Introduction

In Linux storage management, ensuring data availability, reliability, and performance is paramount. Device Mapper Multipath stands as a robust solution designed to address these critical requirements within a storage environment. This technology, integral to the Linux kernel, facilitates the efficient management of multiple paths to storage devices, offering enhanced fault tolerance and load balancing.

Device Mapper Multipath, commonly known as DM Multipath, is a Linux kernel feature that enables the aggregation of multiple physical paths to storage devices into a single logical device. It plays a pivotal role in storage area network (SAN) environments where multiple paths exist between server nodes and storage arrays.

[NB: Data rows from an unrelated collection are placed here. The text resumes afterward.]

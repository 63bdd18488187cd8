use super::audio::{frame_packet, FrameBuffer, FrameSync};
use super::{unexpected_input, AudioSync, PacketInput, PacketizerCore, ProcessStatus, Range};
use crate::av::Packet;
use crate::codec::ac3::AC3_SAMPLES_PER_FRAME;
use crate::codec::Ac3Header;
use crate::config::Config;
use crate::format::ogm::clock::StampClock;
use crate::format::ogm::comments::CommentSet;
use crate::format::ogm::header::{HeaderKind, HeaderParams, StreamHeader};
use crate::format::ogm::page::PageKind;
use crate::Result;

/// Packs AC3 sync frames, one frame per packet.
pub struct Ac3Packetizer {
    pub(crate) core: PacketizerCore,
    stream: Ac3Header,
    frames: FrameBuffer,
    frame_sync: FrameSync,
    force_flushing: bool,
}

impl Ac3Packetizer {
    pub fn new(
        serial: u32,
        stream: Ac3Header,
        sync: AudioSync,
        comments: CommentSet,
        config: &Config,
    ) -> Result<Self> {
        let clock = StampClock::new(stream.sample_rate as f64, config.timestamp_rule, false);
        Ok(Ac3Packetizer {
            core: PacketizerCore::new(serial, clock, config, sync, Range::default(), comments),
            stream,
            frames: FrameBuffer::new(config.max_frame_buffer),
            frame_sync: FrameSync::new(sync.displacement),
            force_flushing: config.force_flushing,
        })
    }

    pub(crate) fn produce_header_packets(&mut self) -> Result<()> {
        if self.core.packetno != 0 {
            return Ok(());
        }
        let rate = self.stream.sample_rate;
        let header = StreamHeader::new(HeaderKind::Audio)
            .with_subtype(*b"2000")
            .with_time_unit(10_000_000)
            .with_samples_per_unit(rate as i64)
            .with_default_len(1)
            .with_buffersize(rate)
            .with_bits_per_sample(2)
            .with_params(HeaderParams::Audio {
                channels: self.stream.channels(),
                blockalign: AC3_SAMPLES_PER_FRAME as u16,
                avgbytespersec: self.stream.bitrate_kbps * 1000 / 8,
            });
        self.core.submit_stream_header(&header)?;
        let comments = self.core.comments.clone();
        self.core.submit_comments(&comments)
    }

    fn emit(&mut self, frame: &[u8], eos: bool) -> Result<()> {
        let samples = (self.core.packetno - 2) * AC3_SAMPLES_PER_FRAME as i64;
        let granulepos = (samples as f64 * self.core.sync.linear) as i64;
        self.core.submit(
            Packet::new(frame_packet(AC3_SAMPLES_PER_FRAME, frame)?)
                .with_granulepos(granulepos)
                .with_eos(eos),
        )?;
        self.core.packetno += 1;
        if self.force_flushing {
            self.core.queue.flush_pages(PageKind::Data)?;
        }
        Ok(())
    }

    pub(crate) fn process(&mut self, input: PacketInput<'_>) -> Result<ProcessStatus> {
        let (data, last) = match input {
            PacketInput::Bytes { data, last } => (data, last),
            other => return Err(unexpected_input("AC3", &other)),
        };

        self.produce_header_packets()?;
        if self.core.queue.ended() {
            return Ok(ProcessStatus::Finished);
        }

        self.frames.add(data)?;
        while let Some((header, frame)) = self.frames.next_frame::<Ac3Header>() {
            let ms_per_frame = header.ms_per_frame();
            if self.frame_sync.drop_frame(ms_per_frame) {
                continue;
            }
            for _ in 0..self.frame_sync.padding_frames(ms_per_frame) {
                self.emit(&frame, false)?;
            }

            let eos = last && !self.frames.frame_available::<Ac3Header>();
            self.emit(&frame, eos)?;
            if eos {
                break;
            }
        }

        if last {
            self.core.queue.flush_pages(PageKind::Data)?;
            Ok(ProcessStatus::Finished)
        } else {
            if !self.force_flushing {
                self.core.queue.queue_pages(PageKind::Data)?;
            }
            Ok(ProcessStatus::MoreData)
        }
    }

    pub(crate) fn produce_eos_packet(&mut self) -> Result<()> {
        self.produce_header_packets()?;
        if self.core.queue.ended() {
            return Ok(());
        }
        let granulepos = (self.core.packetno - 2) * AC3_SAMPLES_PER_FRAME as i64;
        self.core.submit(
            Packet::new(vec![0u8])
                .with_granulepos(granulepos)
                .with_eos(true),
        )?;
        self.core.packetno += 1;
        self.core.queue.flush_pages(PageKind::Data)?;
        Ok(())
    }

    pub(crate) fn reset(&mut self) {
        self.frames.clear();
        self.core.queue.clear();
    }
}
impl<W: Write> SrtWriter<W> {
    /// `rate` is the stream's granule rate.
    pub fn new(inner: W, rate: f64) -> Self {
        SrtWriter {
            inner,
            rate,
            entries: 0,
            written: 0,
        }
    }

    pub fn into_inner(self) -> W {
        self.inner
    }
}

impl<W: Write> StreamWriter for SrtWriter<W> {
    fn write_packet(&mut self, input: &InputPacket) -> Result<()> {
        if is_header(input) || self.rate <= 0.0 {
            return Ok(());
        }
        let data = &input.packet.data;
        let Ok((width, duration)) = decode_lacing(data) else {
            return Ok(());
        };
        let raw = &data[1 + width..];
        let text = String::from_utf8_lossy(raw);
        let text = text.trim_end_matches('\0');
        // Gap packets are empty and the end of stream packet is a space.
        if text.is_empty() || text == " " {
            return Ok(());
        }

        let granulepos = match input.packet.granulepos {
            -1 => input.page_granulepos,
            gp => gp,
        };
        let start = (granulepos as f64 * 1000.0 / self.rate) as i64;
        let end = start + (duration as f64 * 1000.0 / self.rate) as i64;
        self.entries += 1;
        let entry = format!(
            "{}\r\n{} --> {}\r\n{}\r\n\r\n",
            self.entries,
            format_ms(start, ','),
            format_ms(end, ','),
            text.trim_end_matches(['\r', '\n'])
        );
        self.inner.write_all(entry.as_bytes())?;
        self.written += entry.len() as u64;
        Ok(())
    }

    fn finish(&mut self) -> Result<()> {
        Ok(self.inner.flush()?)
    }

    fn bytes_written(&self) -> u64 {
        self.written
    }
}

/// Re-frames a Vorbis stream into a standalone Ogg Vorbis file.
pub struct OggVorbisWriter<W: Write> {
    writer: PacketWriter<'static, W>,
    serial: u32,
    packets: u64,
    max_granulepos: i64,
    eos: bool,
    written: u64,
}

impl<W: Write> OggVorbisWriter<W> {
    pub fn new(inner: W, serial: u32) -> Self {
        OggVorbisWriter {
            writer: PacketWriter::new(inner),
            serial,
            packets: 0,
            max_granulepos: 0,
            eos: false,
            written: 0,
        }
    }

    pub fn into_inner(self) -> W {
        self.writer.into_inner()
    }
}

impl<W: Write> StreamWriter for OggVorbisWriter<W> {
    fn write_packet(&mut self, input: &InputPacket) -> Result<()> {
        if self.eos {
            return Ok(());
        }
        let packet = &input.packet;
        let granulepos = match packet.granulepos {
            -1 => input.page_granulepos,
            gp => gp,
        }
        .max(0);
        self.max_granulepos = self.max_granulepos.max(granulepos);

        let end = if packet.eos {
            self.eos = true;
            PacketWriteEndInfo::EndStream
        } else if self.packets == 0 || self.packets == 2 {
            // The identification header and the setup end their pages.
            PacketWriteEndInfo::EndPage
        } else {
            PacketWriteEndInfo::NormalPacket
        };
        self.writer
            .write_packet(packet.data.to_vec(), self.serial, end, granulepos as u64)?;
        self.packets += 1;
        self.written += packet.len() as u64;
        Ok(())
    }

    fn finish(&mut self) -> Result<()> {
        if !self.eos && self.packets > 0 {
            self.writer.write_packet(
                Vec::new(),
                self.serial,
                PacketWriteEndInfo::EndStream,
                self.max_granulepos as u64,
            )?;
            self.eos = true;
        }
        Ok(self.writer.inner_mut().flush()?)
    }

    fn bytes_written(&self) -> u64 {
        self.written
    }
}

/// Which streams of one kind to extract.
#[derive(Debug, Clone, Default, PartialEq, Eq)]
pub struct Selection {
    pub disabled: bool,
    /// One-based stream numbers; empty selects every stream.
    pub numbers: Vec<usize>,
}

impl Selection {
    pub fn wants(&self, number: usize) -> bool {
        !self.disabled && (self.numbers.is_empty() || self.numbers.contains(&number))
    }
}

#[derive(Debug, Clone, Default, PartialEq, Eq)]
pub struct DemuxOptions {
    /// Write bare payloads instead of WAV, SRT or Ogg files.
    pub raw: bool,
    pub audio: Selection,
    pub video: Selection,
    pub text: Selection,
}

impl DemuxOptions {
    pub fn wants(&self, stream: &ElementaryStream) -> bool {
        match stream.kind {
            StreamKind::Audio | StreamKind::Vorbis => self.audio.wants(stream.number),
            StreamKind::Video => self.video.wants(stream.number),
            StreamKind::Text => self.text.wants(stream.number),
            StreamKind::Image | StreamKind::Index => false,
        }
    }
}

/// File extension for an extracted stream.
pub fn extension(stream: &ElementaryStream, raw: bool) -> &'static str {
    if raw {
        return "raw";
    }
    match (stream.kind, stream.audio_codec()) {
        (StreamKind::Vorbis, _) => "ogg",
        (StreamKind::Audio, Some(AudioCodec::Pcm)) => "wav",
        (StreamKind::Audio, Some(AudioCodec::Mp3)) => "mp3",
        (StreamKind::Audio, Some(AudioCodec::Ac3)) => "ac3",
        (StreamKind::Audio, _) => "audio",
        (StreamKind::Text, _) => "srt",
        // AVI output is left to external tools.
        _ => "raw",
    }
}

/// `{base}-{letter}{number}.{ext}`.
pub fn output_name(base: &str, stream: &ElementaryStream, raw: bool) -> String {
    format!("{}-{}.{}", base, stream.label(), extension(stream, raw))
}

/// Picks the writer matching a stream's kind and codec.
pub fn writer_for<W: Write + Seek + 'static>(
    stream: &ElementaryStream,
    raw: bool,
    out: W,
) -> Result<Box<dyn StreamWriter>> {
    let writer: Box<dyn StreamWriter> = match (stream.kind, raw) {
        (StreamKind::Vorbis, true) => Box::new(RawVorbisWriter::new(out)),
        (StreamKind::Vorbis, false) => Box::new(OggVorbisWriter::new(out, stream.serial)),
        (StreamKind::Text, false) => Box::new(SrtWriter::new(out, stream.rate)),
        (StreamKind::Audio, false) if stream.audio_codec() == Some(AudioCodec::Pcm) => {
            let header = stream.header.as_ref().ok_or_else(|| {
                OgmError::MalformedHeader(format!("({}) PCM stream without a header", stream.label()))
            })?;
            Box::new(WavWriter::new(
                out,
                header.channels(),
                header.samples_per_unit as u32,
                header.bits_per_sample,
            )?)
        }
        _ => Box::new(PayloadWriter::new(out)),
    };
    Ok(writer)
}

/// One extracted stream.
#[derive(Debug, Clone, PartialEq)]
pub struct Extracted {
    pub label: String,
    pub name: String,
    pub bytes: u64,
}

#[derive(Debug, Clone, Default, PartialEq)]
pub struct DemuxSummary {
    pub streams: Vec<Extracted>,
    /// Largest timestamp seen in any stream, in milliseconds.
    pub highest_ms: f64,
}

/// Routes the packets of an input to per stream writers.
pub struct Demuxer<R: Read + Seek> {
    reader: OgmReader<R>,
    writers: Vec<(u32, String, Box<dyn StreamWriter>)>,
}

impl<R: Read + Seek> Demuxer<R> {
    pub fn new(reader: OgmReader<R>) -> Self {
        Demuxer {
            reader,
            writers: Vec::new(),
        }
    }

    pub fn streams(&self) -> &[ElementaryStream] {
        self.reader.streams()
    }

    pub fn add_writer(&mut self, serial: u32, name: impl Into<String>, writer: Box<dyn StreamWriter>) {
        self.writers.push((serial, name.into(), writer));
    }

    pub fn run(mut self) -> Result<DemuxSummary> {
        let mut highest_ms: f64 = 0.0;
        while let Some(input) = self.reader.next_packet()? {
            if let Some(stream) = self.reader.stream(input.serial) {
                if input.packet.granulepos > 0 {
                    highest_ms = highest_ms.max(stream.granule_to_ms(input.packet.granulepos));
                }
                trace!(
                    "{}: {} bytes, granulepos {}{}",
                    stream.label(),
                    input.packet.len(),
                    input.packet.granulepos,
                    if PageKind::of_packet(input.packet.flags()) == PageKind::Data { "" } else { " (header)" }
                );
            }
            if let Some((_, _, writer)) = self.writers.iter_mut().find(|(serial, _, _)| *serial == input.serial) {
                writer.write_packet(&input)?;
            }
        }

        let mut streams = Vec::with_capacity(self.writers.len());
        for (serial, name, mut writer) in self.writers {
            writer.finish()?;
            let label = self
                .reader
                .stream(serial)
                .map(ElementaryStream::label)
                .unwrap_or_default();
            debug!("{}: {} bytes written to '{}'", label, writer.bytes_written(), name);
            streams.push(Extracted {
                label,
                name,
                bytes: writer.bytes_written(),
            });
        }
        Ok(DemuxSummary { streams, highest_ms })
    }
}

/// Output base for an input path: its file name without directories.
pub fn default_base(input: &Path) -> String {
    input
        .file_name()
        .map(|name| name.to_string_lossy().into_owned())
        .unwrap_or_else(|| "output".to_string())
}

/// Extracts the selected streams of `input` into files named after
/// `base`, which may include a directory.
pub fn demux_file(input: &Path, base: &Path, options: &DemuxOptions) -> Result<DemuxSummary> {
    let reader = OgmReader::open(input)?;
    let mut demuxer = Demuxer::new(reader);
    let base = base.to_string_lossy().into_owned();

    let wanted: Vec<ElementaryStream> = demuxer
        .streams()
        .iter()
        .filter(|s| options.wants(s))
        .cloned()
        .collect();
    for stream in wanted {
        let name = output_name(&base, &stream, options.raw);
        let path = PathBuf::from(&name);
        let file = File::create(&path).map_err(|e| OgmError::file(&path, e))?;
        let writer = writer_for(&stream, options.raw, BufWriter::new(file))?;
        info!("extracting {} to '{}'", stream.label(), name);
        demuxer.add_writer(stream.serial, name, writer);
    }
    demuxer.run()
}

#[cfg(test)]
mod tests {
    use super::*;
    use crate::av::Packet;
    use crate::format::ogm::merge::tests::vorbis_file;
    use crate::format::ogm::stream::tests::{data_packet, pcm_header, sample_file};
    use pretty_assertions::assert_eq;
    use std::io::Cursor;

    fn input(data: Vec<u8>, granulepos: i64, header_index: Option<usize>) -> InputPacket {
        InputPacket {
            serial: 1,
            packet: Packet::new(data).with_granulepos(granulepos),
            page_granulepos: granulepos,
            previous_page_granulepos: 0,
            header_index,
        }
    }

    #[test]
    fn test_output_names() {
        let reader = OgmReader::new(Cursor::new(sample_file())).unwrap();
        let streams = reader.streams();
        assert_eq!(output_name("movie.ogm", &streams[0], false), "movie.ogm-v1.raw");
        assert_eq!(output_name("movie.ogm", &streams[1], false), "movie.ogm-a1.wav");
        assert_eq!(output_name("movie.ogm", &streams[1], true), "movie.ogm-a1.raw");
        assert_eq!(default_base(Path::new("/tmp/x/movie.ogm")), "movie.ogm");
    }

    #[test]
    fn test_selection() {
        let reader = OgmReader::new(Cursor::new(sample_file())).unwrap();
        let streams = reader.streams();
        let mut options = DemuxOptions::default();
        assert!(options.wants(&streams[0]) && options.wants(&streams[1]));
        options.audio.numbers = vec![2];
        assert!(!options.wants(&streams[1]));
        options.video.disabled = true;
        assert!(!options.wants(&streams[0]));
    }

    #[test]
    fn test_srt_entries() {
        let mut w = SrtWriter::new(Vec::new(), 1000.0);
        w.write_packet(&input(vec![0x01, b'x'], 0, Some(0))).unwrap();
        w.write_packet(&input(data_packet(0, 1000, b""), 0, None)).unwrap();
        w.write_packet(&input(data_packet(0, 1500, b"Hello\r\nworld\r\n\0"), 1000, None))
            .unwrap();
        w.write_packet(&input(data_packet(0, 1, b" \0"), 2500, None)).unwrap();
        assert_eq!(
            String::from_utf8(w.into_inner()).unwrap(),
            "1\r\n00:00:01,000 --> 00:00:02,500\r\nHello\r\nworld\r\n\r\n"
        );
    }

    #[test]
    fn test_wav_lengths_patched() {
        let mut w = WavWriter::new(Cursor::new(Vec::new()), 2, 8000, 16).unwrap();
        w.write_packet(&input(pcm_header(8000).to_packet().to_vec(), 0, Some(0))).unwrap();
        for gp in [160, 320] {
            w.write_packet(&input(data_packet(0x88, 160, &[1; 640]), gp, None)).unwrap();
        }
        w.finish().unwrap();
        let out = w.into_inner().into_inner();
        assert_eq!(out.len(), 44 + 1280);
        assert_eq!(&out[0..4], b"RIFF");
        assert_eq!(u32::from_le_bytes([out[4], out[5], out[6], out[7]]), 1280 + 36);
        assert_eq!(u16::from_le_bytes([out[32], out[33]]), 4);
        assert_eq!(u32::from_le_bytes([out[28], out[29], out[30], out[31]]), 32000);
        assert_eq!(u32::from_le_bytes([out[40], out[41], out[42], out[43]]), 1280);
    }

    #[test]
    fn test_demux_files() {
        let dir = tempfile::tempdir().unwrap();
        let input = dir.path().join("movie.ogm");
        std::fs::write(&input, sample_file()).unwrap();
        let base = dir.path().join("out");

        let summary = demux_file(&input, &base, &DemuxOptions::default()).unwrap();
        assert_eq!(summary.streams.len(), 2);
        assert_eq!(summary.highest_ms, 80.0);

        let video = std::fs::read(dir.path().join("out-v1.raw")).unwrap();
        assert_eq!(video, b"frameframeframe");
        let wav = std::fs::read(dir.path().join("out-a1.wav")).unwrap();
        assert_eq!(wav.len(), 44 + 1280);
    }

    #[test]
    fn test_vorbis_to_ogg() {
        let reader = OgmReader::new(Cursor::new(vorbis_file())).unwrap();
        let stream = reader.streams()[0].clone();
        assert_eq!(extension(&stream, false), "ogg");

        let mut demuxer = Demuxer::new(reader);
        let dir = tempfile::tempdir().unwrap();
        let path = dir.path().join("a1.ogg");
        let file = File::create(&path).unwrap();
        demuxer.add_writer(stream.serial, "a1.ogg", writer_for(&stream, false, file).unwrap());
        let summary = demuxer.run().unwrap();
        assert_eq!(summary.streams[0].label, "a1");

        let mut reader = ogg::PacketReader::new(Cursor::new(std::fs::read(&path).unwrap()));
        let mut packets = Vec::new();
        while let Some(p) = reader.read_packet().unwrap() {
            packets.push(p);
        }
        assert_eq!(packets.len(), 5);
        assert!(packets[0].first_in_stream());
        assert!(packets[4].last_in_stream());
        assert_eq!(packets[4].absgp_page(), 8000);
    }
}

The primary purpose of DM Multipath is to ensure high availability and reliability of storage by managing redundant paths to storage devices. By presenting a unified view of these paths to the system, it not only offers fault tolerance against path failures but also enhances I/O performance through load balancing across available paths.

Key Features and Functionality

DM Multipath achieves its functionality through various key features:

  • Path Redundancy: It enables the system to continue operations even if one or more paths to the storage device fail, thereby reducing the risk of data unavailability or loss. eg. active/passive configuration.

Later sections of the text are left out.